Parquet Metadata

The structure of Parquet files (the metadata, not the data stored in Parquet) can be inspected similar to parquet-tools or parquet-cli by reading from a simple Spark data source.

Parquet metadata can be read on file level, schema level, row group level, column chunk level and Spark Parquet partition level. Multiple files can be inspected at once.

Any location that can be read by Spark (spark.read.parquet(…)) can be inspected. This means the path can point to a single Parquet file, a directory with Parquet files, or multiple paths separated by a comma (,). Paths can contain wildcards like *. Multiple files will be inspected in parallel and distributed by Spark. No actual rows or values will be read from the Parquet files, only metadata, which is very fast. This allows to inspect Parquet files that have different schemata with one spark.read operation.

First, import the new Parquet metadata data sources:

// Scala
import uk.co.gresearch.spark.parquet._

# Python
import gresearch.spark.parquet

Then, the following metadata become available:

Parquet file metadata

Read the metadata of Parquet files into a Dataframe:

// Scala
spark.read.parquetMetadata("/path/to/parquet").show()

# Python
spark.read.parquet_metadata("/path/to/parquet").show()

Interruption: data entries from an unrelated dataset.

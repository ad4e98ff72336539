fn main() {
    if let Err(err) = finpulse::run() {
        eprintln!("error: {err}");
        std::process::exit(1);
    }
}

+-------------+------+---------------+-----------------+----+-------+------+-----+--------------------+--------------------+-----------+--------------------+
|     filename|blocks|compressedBytes|uncompressedBytes|rows|columns|values|nulls|           createdBy|              schema| encryption|           keyValues|
+-------------+------+---------------+-----------------+----+-------+------+-----+--------------------+--------------------+-----------+--------------------+
|file1.parquet|     1|           1268|             1652| 100|      2|   200|    0|parquet-mr versio...|message spark_sch...|UNENCRYPTED|{org.apache.spark...|
|file2.parquet|     2|           2539|             3302| 200|      2|   400|    0|parquet-mr versio...|message spark_sch...|UNENCRYPTED|{org.apache.spark...|
+-------------+------+---------------+-----------------+----+-------+------+-----+--------------------+--------------------+-----------+--------------------+

The Dataframe provides the following per-file information:

column	type	description
filename	string	The Parquet file name
blocks	int	Number of blocks / RowGroups in the Parquet file
compressedBytes	long	Number of compressed bytes of all blocks
uncompressedBytes	long	Number of uncompressed bytes of all blocks
rows	long	Number of rows in the file
columns	int	Number of columns in the file
values	long	Number of values in the file
nulls	long	Number of null values in the file
createdBy	string	The createdBy string of the Parquet file, e.g. library used to write the file
schema	string	The schema
encryption	string	The encryption
keyValues	string-to-string map	Key-value data of the file

Parquet file schema

Read the schema of Parquet files into a Dataframe:

// Scala
spark.read.parquetSchema("/path/to/parquet").show()

# Python
spark.read.parquet_schema("/path/to/parquet").show()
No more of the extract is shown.